Non seulement les affaires pro bono sont des outils de formation efficaces, mais elles offrent également, de par leur nature, l’opportunité aux avocats d’exercer leurs compétences et leur jugement de façon bien plus indépendante qu’un travail similaire pour des clients commerciaux. A leur grand désarroi, de nombreux associés ressentent un décalage entre le travail qu’on leur demande de réaliser et l’expérience dont ils doivent faire preuve pour faire progresser leur carrière en interne. Cependant mêmes les plus jeunes juristes peuvent juger des affaires pro bono, travailler personnellement avec le Conseil d’Administration du client et gérer les recours en appel tout en bénéficiant d’une supervision.
Il n’est donc pas surprenant qu’un certain nombre de cabinets proposent à leurs associés des affaires pro bono à des fins de formation. Dans certains cabinets, la direction du programme pro bono travaille étroitement avec le comité de formation afin que les activités d’un département renforcent celles de l’autre.

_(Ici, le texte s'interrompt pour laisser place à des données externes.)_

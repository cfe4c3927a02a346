//! Delimited-text and `GeoJSON` exports of an analysis.
//!
//! The lag table layout (`Lag,Correlation`) is consumed by existing
//! tooling and must not change.

use std::io::{Read, Write};

use chrono::NaiveDate;
use geojson::{Feature, FeatureCollection, Geometry, JsonObject, Value};
use serde::{Deserialize, Serialize};
use wildfire_aq_analytics_models::{Hotspot, JointRow, LagCorrelation};
use wildfire_aq_geography_models::GeoPoint;

use crate::AnalyticsError;

/// Header of the lag table export.
pub const LAG_CSV_HEADER: [&str; 2] = ["Lag", "Correlation"];

#[derive(Serialize, Deserialize)]
struct LagCsvRow {
    #[serde(rename = "Lag")]
    lag: u32,
    #[serde(rename = "Correlation")]
    correlation: f64,
}

#[derive(Serialize)]
struct JointCsvRow {
    date: NaiveDate,
    pm25: f64,
    fire_count: u32,
}

/// Writes the lag table as CSV, one row per entry in the given order.
///
/// # Errors
///
/// Returns [`AnalyticsError`] if encoding or writing fails.
pub fn write_lag_csv<W: Write>(writer: W, table: &[LagCorrelation]) -> Result<(), AnalyticsError> {
    let mut wtr = csv::Writer::from_writer(writer);
    if table.is_empty() {
        wtr.write_record(LAG_CSV_HEADER)?;
    }
    for entry in table {
        wtr.serialize(LagCsvRow {
            lag: entry.lag,
            correlation: entry.correlation,
        })?;
    }
    wtr.flush()?;
    Ok(())
}

/// Parses a lag table written by [`write_lag_csv`].
///
/// # Errors
///
/// Returns [`AnalyticsError::Malformed`] if the header is not exactly
/// `Lag,Correlation`, or a CSV error if a row does not parse.
pub fn read_lag_csv<R: Read>(reader: R) -> Result<Vec<LagCorrelation>, AnalyticsError> {
    let mut rdr = csv::Reader::from_reader(reader);

    let headers = rdr.headers()?;
    if headers.iter().ne(LAG_CSV_HEADER) {
        return Err(AnalyticsError::Malformed {
            message: format!(
                "expected header {}, found {}",
                LAG_CSV_HEADER.join(","),
                headers.iter().collect::<Vec<_>>().join(",")
            ),
        });
    }

    rdr.deserialize::<LagCsvRow>()
        .map(|row| {
            let row = row?;
            Ok(LagCorrelation {
                lag: row.lag,
                correlation: row.correlation,
            })
        })
        .collect()
}

/// Writes the raw joint series as `date,pm25,fire_count` CSV.
///
/// # Errors
///
/// Returns [`AnalyticsError`] if encoding or writing fails.
pub fn write_joint_csv<W: Write>(writer: W, joint: &[JointRow]) -> Result<(), AnalyticsError> {
    let mut wtr = csv::Writer::from_writer(writer);
    if joint.is_empty() {
        wtr.write_record(["date", "pm25", "fire_count"])?;
    }
    for row in joint {
        wtr.serialize(JointCsvRow {
            date: row.date,
            pm25: row.pollutant,
            fire_count: row.fire_count,
        })?;
    }
    wtr.flush()?;
    Ok(())
}

fn point_feature(latitude: f64, longitude: f64, properties: JsonObject) -> Feature {
    Feature {
        bbox: None,
        geometry: Some(Geometry::new(Value::Point(vec![longitude, latitude]))),
        id: None,
        properties: Some(properties),
        foreign_members: None,
    }
}

/// Builds a `FeatureCollection` with one point per hotspot and a final
/// point for the station.
#[must_use]
pub fn hotspots_feature_collection(
    station: &str,
    center: GeoPoint,
    mean_pm25: f64,
    hotspots: &[Hotspot],
) -> FeatureCollection {
    let mut features: Vec<Feature> = hotspots
        .iter()
        .map(|hotspot| {
            let mut props = JsonObject::new();
            props.insert("fire_count".to_string(), hotspot.count.into());
            props.insert(
                "mean_distance_km".to_string(),
                hotspot.mean_distance_km.into(),
            );
            point_feature(hotspot.latitude, hotspot.longitude, props)
        })
        .collect();

    let mut props = JsonObject::new();
    props.insert("station".to_string(), station.into());
    props.insert("mean_pm25".to_string(), mean_pm25.into());
    features.push(point_feature(center.latitude, center.longitude, props));

    FeatureCollection {
        bbox: None,
        features,
        foreign_members: None,
    }
}

/// Writes [`hotspots_feature_collection`] as pretty-printed `GeoJSON`.
///
/// # Errors
///
/// Returns [`AnalyticsError`] if serialization or writing fails.
pub fn write_hotspots_geojson<W: Write>(
    writer: W,
    station: &str,
    center: GeoPoint,
    mean_pm25: f64,
    hotspots: &[Hotspot],
) -> Result<(), AnalyticsError> {
    let collection = hotspots_feature_collection(station, center, mean_pm25, hotspots);
    serde_json::to_writer_pretty(writer, &collection)?;
    Ok(())
}
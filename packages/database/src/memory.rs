//! In-process [`AirQualityStore`] with the same selection semantics as the
//! `DuckDB` store. Used for deterministic tests and demos.

use async_trait::async_trait;
use chrono::NaiveDateTime;
use wildfire_aq_database_models::{
    BoundingBox, FireEventRecord, RawFireEvent, RawReading, RawValue, ReadingRecord, TimeWindow,
};

use crate::{AirQualityStore, StoreError};

#[derive(Debug, Clone)]
struct StoredReading {
    station: String,
    measured_at: NaiveDateTime,
    value: Option<RawValue>,
}

/// Store holding rows in memory.
#[derive(Debug, Clone, Default)]
pub struct MemoryStore {
    readings: Vec<StoredReading>,
    fires: Vec<FireEventRecord>,
}

impl MemoryStore {
    /// Creates an empty store.
    #[must_use]
    pub fn new() -> Self {
        Self::default()
    }

    /// Builds a store from import records.
    #[must_use]
    pub fn from_records(readings: Vec<ReadingRecord>, fires: Vec<FireEventRecord>) -> Self {
        let mut store = Self::new();
        for record in readings {
            store.push_reading(&record.station, record.measured_at, record.pm25.map(RawValue::Text));
        }
        store.fires = fires;
        store
    }

    /// Adds one pollutant measurement.
    pub fn push_reading(
        &mut self,
        station: &str,
        measured_at: NaiveDateTime,
        value: Option<RawValue>,
    ) {
        self.readings.push(StoredReading {
            station: station.to_string(),
            measured_at,
            value,
        });
    }

    /// Adds one fire detection.
    pub fn push_fire(&mut self, detected_at: NaiveDateTime, latitude: f64, longitude: f64) {
        self.fires.push(FireEventRecord {
            detected_at,
            latitude,
            longitude,
        });
    }
}

fn day_string(ts: NaiveDateTime) -> String {
    ts.format("%Y-%m-%d").to_string()
}

#[async_trait]
impl AirQualityStore for MemoryStore {
    async fn fetch_pollutant_series(
        &self,
        station: &str,
        window: TimeWindow,
    ) -> Result<Vec<RawReading>, StoreError> {
        let mut rows: Vec<&StoredReading> = self
            .readings
            .iter()
            .filter(|r| r.station == station && window.contains(r.measured_at))
            .collect();
        rows.sort_by_key(|r| r.measured_at);

        Ok(rows
            .into_iter()
            .map(|r| RawReading {
                date: Some(day_string(r.measured_at)),
                value: r.value.clone(),
            })
            .collect())
    }

    async fn fetch_fire_events(
        &self,
        bbox: BoundingBox,
        window: TimeWindow,
    ) -> Result<Vec<RawFireEvent>, StoreError> {
        Ok(self
            .fires
            .iter()
            .filter(|f| window.contains(f.detected_at) && bbox.contains(f.latitude, f.longitude))
            .map(|f| RawFireEvent {
                date: Some(day_string(f.detected_at)),
                latitude: Some(f.latitude),
                longitude: Some(f.longitude),
            })
            .collect())
    }
}

#[cfg(test)]
mod tests {
    use chrono::NaiveDate;

    use super::*;

    fn ts(d: u32, h: u32) -> NaiveDateTime {
        NaiveDate::from_ymd_opt(2024, 7, d)
            .unwrap()
            .and_hms_opt(h, 0, 0)
            .unwrap()
    }

    fn window() -> TimeWindow {
        TimeWindow::for_days(
            NaiveDate::from_ymd_opt(2024, 7, 2).unwrap(),
            NaiveDate::from_ymd_opt(2024, 7, 3).unwrap(),
        )
    }

    #[tokio::test]
    async fn selects_station_rows_in_window_sorted() {
        let mut store = MemoryStore::new();
        store.push_reading("ibirapuera", ts(3, 23), Some(RawValue::Number(2.0)));
        store.push_reading("ibirapuera", ts(2, 0), Some(RawValue::Number(1.0)));
        store.push_reading("ibirapuera", ts(4, 0), Some(RawValue::Number(3.0)));
        store.push_reading("mooca", ts(2, 5), Some(RawValue::Number(9.0)));

        let rows = store.fetch_pollutant_series("ibirapuera", window()).await.unwrap();

        assert_eq!(rows.len(), 2);
        assert_eq!(rows[0].date.as_deref(), Some("2024-07-02"));
        assert_eq!(rows[1].value, Some(RawValue::Number(2.0)));
    }

    #[tokio::test]
    async fn selects_fires_in_box_and_window() {
        let mut store = MemoryStore::new();
        store.push_fire(ts(2, 12), -23.5, -46.6);
        store.push_fire(ts(2, 12), -10.0, -46.6);
        store.push_fire(ts(5, 12), -23.5, -46.6);

        let rows = store
            .fetch_fire_events(BoundingBox::new(-24.0, -23.0, -47.0, -46.0), window())
            .await
            .unwrap();

        assert_eq!(rows.len(), 1);
        assert_eq!(rows[0].latitude, Some(-23.5));
    }
}
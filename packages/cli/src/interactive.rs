//! Interactive form for a single analysis.
//!
//! Prompts for station, date range and radius with `dialoguer`, then hands
//! back a request for the same run/print/export flow as `wildfire_aq run`.

use std::path::PathBuf;

use chrono::NaiveDate;
use dialoguer::{Confirm, Input, Select};
use wildfire_aq_geography::registry::all_stations;
use wildfire_aq_pipeline::AnalysisRequest;

use crate::report::Exports;

const DEFAULT_STATION: &str = "ibirapuera";
const DEFAULT_START: &str = "2024-07-01";
const DEFAULT_END: &str = "2024-08-30";
const DEFAULT_RADIUS_KM: f64 = 150.0;
const MIN_RADIUS_KM: f64 = 10.0;
const MAX_RADIUS_KM: f64 = 1000.0;

fn parse_date(s: &str) -> Result<NaiveDate, String> {
    NaiveDate::parse_from_str(s.trim(), "%Y-%m-%d").map_err(|e| format!("expected YYYY-MM-DD: {e}"))
}

fn prompt_date(prompt: &str, default: &str) -> Result<NaiveDate, Box<dyn std::error::Error>> {
    let raw: String = Input::new()
        .with_prompt(prompt)
        .default(default.to_string())
        .validate_with(|s: &String| parse_date(s).map(|_| ()))
        .interact_text()?;
    Ok(parse_date(&raw)?)
}

fn prompt_export(prompt: &str, default: &str) -> Result<Option<PathBuf>, Box<dyn std::error::Error>> {
    if !Confirm::new().with_prompt(prompt).default(false).interact()? {
        return Ok(None);
    }
    let path: String = Input::new()
        .with_prompt("  File")
        .default(default.to_string())
        .interact_text()?;
    Ok(Some(PathBuf::from(path)))
}

/// Runs the form and returns the request plus chosen exports.
///
/// # Errors
///
/// Returns an error if a prompt fails (e.g. no terminal).
pub fn prompt() -> Result<(AnalysisRequest, Exports), Box<dyn std::error::Error>> {
    let stations = all_stations();
    let labels: Vec<String> = stations
        .iter()
        .map(|s| format!("{} ({})", s.name, s.id))
        .collect();
    let default_idx = stations
        .iter()
        .position(|s| s.id == DEFAULT_STATION)
        .unwrap_or(0);

    let idx = Select::new()
        .with_prompt("Monitoring station")
        .items(&labels)
        .default(default_idx)
        .interact()?;
    let station = &stations[idx];

    let start = prompt_date("Start date", DEFAULT_START)?;
    let end = loop {
        let end = prompt_date("End date", DEFAULT_END)?;
        if end >= start {
            break end;
        }
        println!("End date must not be before {start}.");
    };

    let radius_km: f64 = Input::new()
        .with_prompt(format!("Radius in km ({MIN_RADIUS_KM}-{MAX_RADIUS_KM})"))
        .default(DEFAULT_RADIUS_KM)
        .validate_with(|r: &f64| {
            if (MIN_RADIUS_KM..=MAX_RADIUS_KM).contains(r) {
                Ok(())
            } else {
                Err(format!("must be between {MIN_RADIUS_KM} and {MAX_RADIUS_KM}"))
            }
        })
        .interact_text()?;

    let exports = Exports {
        lags_csv: prompt_export("Export lag table as CSV?", "lag_correlations.csv")?,
        joint_csv: prompt_export("Export joint daily series as CSV?", "joint_series.csv")?,
        geojson: prompt_export("Export fire hotspots as GeoJSON?", "hotspots.geojson")?,
    };

    Ok((
        AnalysisRequest::for_station(station, radius_km, start, end),
        exports,
    ))
}
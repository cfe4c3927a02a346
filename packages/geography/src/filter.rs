//! Radius filter over positioned items.

use wildfire_aq_geography_models::{GeoPoint, Located, Positioned};

use crate::GeoError;
use crate::distance::{bounding_box, haversine_km};

/// Keeps the items whose Haversine distance to `center` is at most
/// `radius_km`, annotating each with that distance.
///
/// Items are first screened against [`bounding_box`], which only discards
/// points that are certainly outside the circle, so the result is the same
/// as applying the Haversine cutoff to every item. Input order is kept.
///
/// # Errors
///
/// Returns [`GeoError`] if the centre or radius is invalid.
pub fn within_radius<T, I>(
    center: GeoPoint,
    radius_km: f64,
    items: I,
) -> Result<Vec<Located<T>>, GeoError>
where
    T: Positioned,
    I: IntoIterator<Item = T>,
{
    let bbox = bounding_box(center, radius_km)?;

    let mut candidates = 0usize;
    let located: Vec<Located<T>> = items
        .into_iter()
        .filter(|item| bbox.contains(item.latitude(), item.longitude()))
        .filter_map(|item| {
            candidates += 1;
            let distance_km =
                haversine_km(center, GeoPoint::new(item.latitude(), item.longitude()));
            (distance_km <= radius_km).then_some(Located { item, distance_km })
        })
        .collect();

    log::debug!(
        "Radius filter: {} of {candidates} bounding-box candidates within {radius_km} km of {center}",
        located.len()
    );

    Ok(located)
}

#[cfg(test)]
mod tests {
    use rand::rngs::StdRng;
    use rand::{Rng as _, SeedableRng as _};

    use super::*;

    const IBIRAPUERA: GeoPoint = GeoPoint::new(-23.5870, -46.6610);

    #[test]
    fn keeps_points_inside_and_drops_points_outside() {
        let points = vec![
            GeoPoint::new(-23.5870, -46.6610),
            GeoPoint::new(-23.1884, -47.8970),
            GeoPoint::new(-22.3146, -49.0629),
        ];

        let kept = within_radius(IBIRAPUERA, 150.0, points).unwrap();

        assert_eq!(kept.len(), 2);
        assert!(kept[0].distance_km.abs() < 1e-9);
        assert!(kept[1].distance_km > 100.0 && kept[1].distance_km < 150.0);
    }

    #[test]
    fn point_exactly_on_the_radius_is_kept() {
        let edge = GeoPoint::new(1.0, 0.0);
        let radius = haversine_km(GeoPoint::new(0.0, 0.0), edge);

        let kept = within_radius(GeoPoint::new(0.0, 0.0), radius, vec![edge]).unwrap();

        assert_eq!(kept.len(), 1);
    }

    #[test]
    fn empty_input_yields_empty_output() {
        let kept = within_radius(IBIRAPUERA, 10.0, Vec::<GeoPoint>::new()).unwrap();
        assert!(kept.is_empty());
    }

    #[test]
    fn invalid_radius_is_rejected() {
        let result = within_radius(IBIRAPUERA, 0.0, vec![IBIRAPUERA]);
        assert!(matches!(result, Err(GeoError::InvalidRadius { .. })));
    }

    #[test]
    fn matches_direct_haversine_for_random_points() {
        let mut rng = StdRng::seed_from_u64(0x5EED_F1E5);

        for _ in 0..200 {
            let center = GeoPoint::new(rng.random_range(-85.0..85.0), rng.random_range(-179.0..179.0));
            let radius = rng.random_range(1.0..2_000.0);
            let spread = radius / 50.0;

            let points: Vec<GeoPoint> = (0..100)
                .map(|_| {
                    GeoPoint::new(
                        (center.latitude + rng.random_range(-spread..spread)).clamp(-90.0, 90.0),
                        (center.longitude + rng.random_range(-spread..spread))
                            .clamp(-180.0, 180.0),
                    )
                })
                .collect();

            let expected: Vec<GeoPoint> = points
                .iter()
                .copied()
                .filter(|p| haversine_km(center, *p) <= radius)
                .collect();

            let kept: Vec<GeoPoint> = within_radius(center, radius, points.clone())
                .unwrap()
                .into_iter()
                .map(|l| l.item)
                .collect();

            assert_eq!(kept, expected, "center {center}, radius {radius}");
        }
    }
}
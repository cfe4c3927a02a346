//! Compile-time registry of air-quality monitoring stations.
//!
//! Each entry is a `(network, toml_content)` pair embedded via
//! `include_str!`. Adding a network requires creating a TOML file in
//! `stations/` and adding a corresponding entry here.

use serde::Deserialize;
use wildfire_aq_geography_models::Station;

/// Number of registered stations. Enforced by a test.
#[cfg(test)]
const EXPECTED_STATION_COUNT: usize = 42;

/// Embedded TOML station lists.
const STATION_TOMLS: &[(&str, &str)] = &[("cetesb", include_str!("../stations/cetesb.toml"))];

#[derive(Deserialize)]
struct StationFile {
    stations: Vec<Station>,
}

/// Returns all registered stations, in file order.
///
/// # Panics
///
/// Panics if any embedded TOML file fails to parse. Since these are
/// compile-time constants, parse failures indicate a development error
/// and are caught by the tests below.
#[must_use]
pub fn all_stations() -> Vec<Station> {
    STATION_TOMLS
        .iter()
        .flat_map(|(network, toml_str)| {
            toml::de::from_str::<StationFile>(toml_str)
                .unwrap_or_else(|e| panic!("Failed to parse station network '{network}': {e}"))
                .stations
        })
        .collect()
}

/// Looks up a station by its store key, ignoring case and surrounding
/// whitespace.
#[must_use]
pub fn find_station(id: &str) -> Option<Station> {
    let wanted = id.trim().to_lowercase();
    all_stations()
        .into_iter()
        .find(|station| station.id.to_lowercase() == wanted)
}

Il a souvent été remarqué par ailleurs que le conseil pro bono faisait de meilleurs juristes. Ceux qui sont engagés dans un tel travail ont en effet l’occasion de dépasser leurs strictes spécialités et d’adopter une vision plus large de la société. Une étude réalisé en 1991 et portant sur près de 200 grands groupes a trouvé qu’un nombre croissant d’entreprises parrainait et encourageait les programmes de bénévolat car cela bénéficiait tant à l’employé qu’à son entreprise. Ces entreprises ont remarqué que le travail bénévole favorisait l’épanouissement personnel et professionnel, améliorait certaines compétences clés de leurs employés comme la créativité, la confiance en soi, l’esprit d’équipe et la persévérance.
En France, les cabinets d’avocats restent moins engagés qu’aux Etats-Unis, et le pro bono des juristes d’entreprises reste anecdotique, bien que les opportunités de formation soient grandes. Cependant, le mouvement pro bono se structure, notamment grâce à des initiatives comme la Table Ronde du Pro Bono à Paris, ou encore comme le Bus de la Solidarité.